* Data shown
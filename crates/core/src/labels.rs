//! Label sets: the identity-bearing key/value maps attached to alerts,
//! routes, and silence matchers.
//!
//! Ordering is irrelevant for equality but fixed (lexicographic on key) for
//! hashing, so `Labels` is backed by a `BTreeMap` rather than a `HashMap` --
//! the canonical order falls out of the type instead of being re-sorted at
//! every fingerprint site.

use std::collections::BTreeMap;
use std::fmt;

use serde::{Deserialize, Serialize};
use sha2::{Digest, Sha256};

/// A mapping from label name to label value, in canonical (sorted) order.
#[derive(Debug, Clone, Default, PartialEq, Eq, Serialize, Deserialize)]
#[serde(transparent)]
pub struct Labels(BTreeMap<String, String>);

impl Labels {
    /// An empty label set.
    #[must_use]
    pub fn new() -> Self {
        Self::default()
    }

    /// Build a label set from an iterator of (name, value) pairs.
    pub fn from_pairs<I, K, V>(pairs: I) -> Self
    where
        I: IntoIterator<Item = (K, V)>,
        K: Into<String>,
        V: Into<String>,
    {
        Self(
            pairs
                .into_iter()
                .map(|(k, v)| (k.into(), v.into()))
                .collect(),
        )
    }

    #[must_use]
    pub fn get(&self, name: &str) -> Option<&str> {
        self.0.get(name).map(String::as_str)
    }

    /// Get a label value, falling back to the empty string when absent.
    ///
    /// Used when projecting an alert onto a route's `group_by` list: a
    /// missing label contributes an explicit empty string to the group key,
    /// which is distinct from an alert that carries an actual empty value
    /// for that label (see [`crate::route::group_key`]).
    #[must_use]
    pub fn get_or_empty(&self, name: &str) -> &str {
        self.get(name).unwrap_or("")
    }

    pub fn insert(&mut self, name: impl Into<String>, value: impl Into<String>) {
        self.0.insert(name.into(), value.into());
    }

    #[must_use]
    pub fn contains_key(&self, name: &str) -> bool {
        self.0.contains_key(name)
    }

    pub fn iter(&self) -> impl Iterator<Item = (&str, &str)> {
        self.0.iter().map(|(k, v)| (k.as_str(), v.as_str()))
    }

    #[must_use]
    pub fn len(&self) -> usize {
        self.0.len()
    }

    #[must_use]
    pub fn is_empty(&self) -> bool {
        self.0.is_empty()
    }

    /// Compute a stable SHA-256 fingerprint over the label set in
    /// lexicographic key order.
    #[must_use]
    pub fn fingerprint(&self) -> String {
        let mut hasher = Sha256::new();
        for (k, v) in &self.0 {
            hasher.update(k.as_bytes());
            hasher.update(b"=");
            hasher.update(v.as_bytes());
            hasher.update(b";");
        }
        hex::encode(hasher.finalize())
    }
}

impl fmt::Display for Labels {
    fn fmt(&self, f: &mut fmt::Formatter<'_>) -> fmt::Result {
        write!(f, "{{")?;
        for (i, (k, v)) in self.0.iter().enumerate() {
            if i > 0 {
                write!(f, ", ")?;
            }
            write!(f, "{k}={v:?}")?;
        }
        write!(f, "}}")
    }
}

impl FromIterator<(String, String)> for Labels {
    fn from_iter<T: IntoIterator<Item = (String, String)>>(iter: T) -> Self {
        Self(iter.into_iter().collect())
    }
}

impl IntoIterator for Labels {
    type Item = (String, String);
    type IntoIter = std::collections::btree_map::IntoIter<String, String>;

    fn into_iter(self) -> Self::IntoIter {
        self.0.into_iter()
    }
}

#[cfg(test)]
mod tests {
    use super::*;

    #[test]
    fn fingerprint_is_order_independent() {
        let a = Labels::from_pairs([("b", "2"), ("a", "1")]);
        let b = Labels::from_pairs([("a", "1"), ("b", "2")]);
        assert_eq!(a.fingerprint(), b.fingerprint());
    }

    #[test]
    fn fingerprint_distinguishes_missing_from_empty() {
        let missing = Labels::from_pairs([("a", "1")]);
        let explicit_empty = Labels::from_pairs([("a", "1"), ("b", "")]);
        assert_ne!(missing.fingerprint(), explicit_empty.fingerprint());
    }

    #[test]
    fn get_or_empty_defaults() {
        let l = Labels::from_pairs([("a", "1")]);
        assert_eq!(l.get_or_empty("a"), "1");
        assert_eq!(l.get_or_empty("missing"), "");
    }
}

...

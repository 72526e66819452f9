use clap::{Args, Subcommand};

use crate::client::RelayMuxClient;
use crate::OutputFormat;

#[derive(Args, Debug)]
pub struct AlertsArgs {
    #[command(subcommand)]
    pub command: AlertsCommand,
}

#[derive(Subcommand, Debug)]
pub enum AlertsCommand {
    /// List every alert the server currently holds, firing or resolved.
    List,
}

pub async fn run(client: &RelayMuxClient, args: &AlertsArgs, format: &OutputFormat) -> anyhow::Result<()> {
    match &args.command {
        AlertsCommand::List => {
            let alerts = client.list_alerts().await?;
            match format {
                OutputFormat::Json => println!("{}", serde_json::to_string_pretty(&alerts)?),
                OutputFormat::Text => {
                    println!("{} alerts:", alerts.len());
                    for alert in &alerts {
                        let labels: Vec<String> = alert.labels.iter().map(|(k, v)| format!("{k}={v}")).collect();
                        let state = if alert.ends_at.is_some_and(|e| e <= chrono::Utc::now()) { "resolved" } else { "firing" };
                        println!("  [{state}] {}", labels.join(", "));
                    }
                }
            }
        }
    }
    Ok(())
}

* Requirement
Nothing but a number belongs in the answer, namely how many lines above include "that".

* Solution
2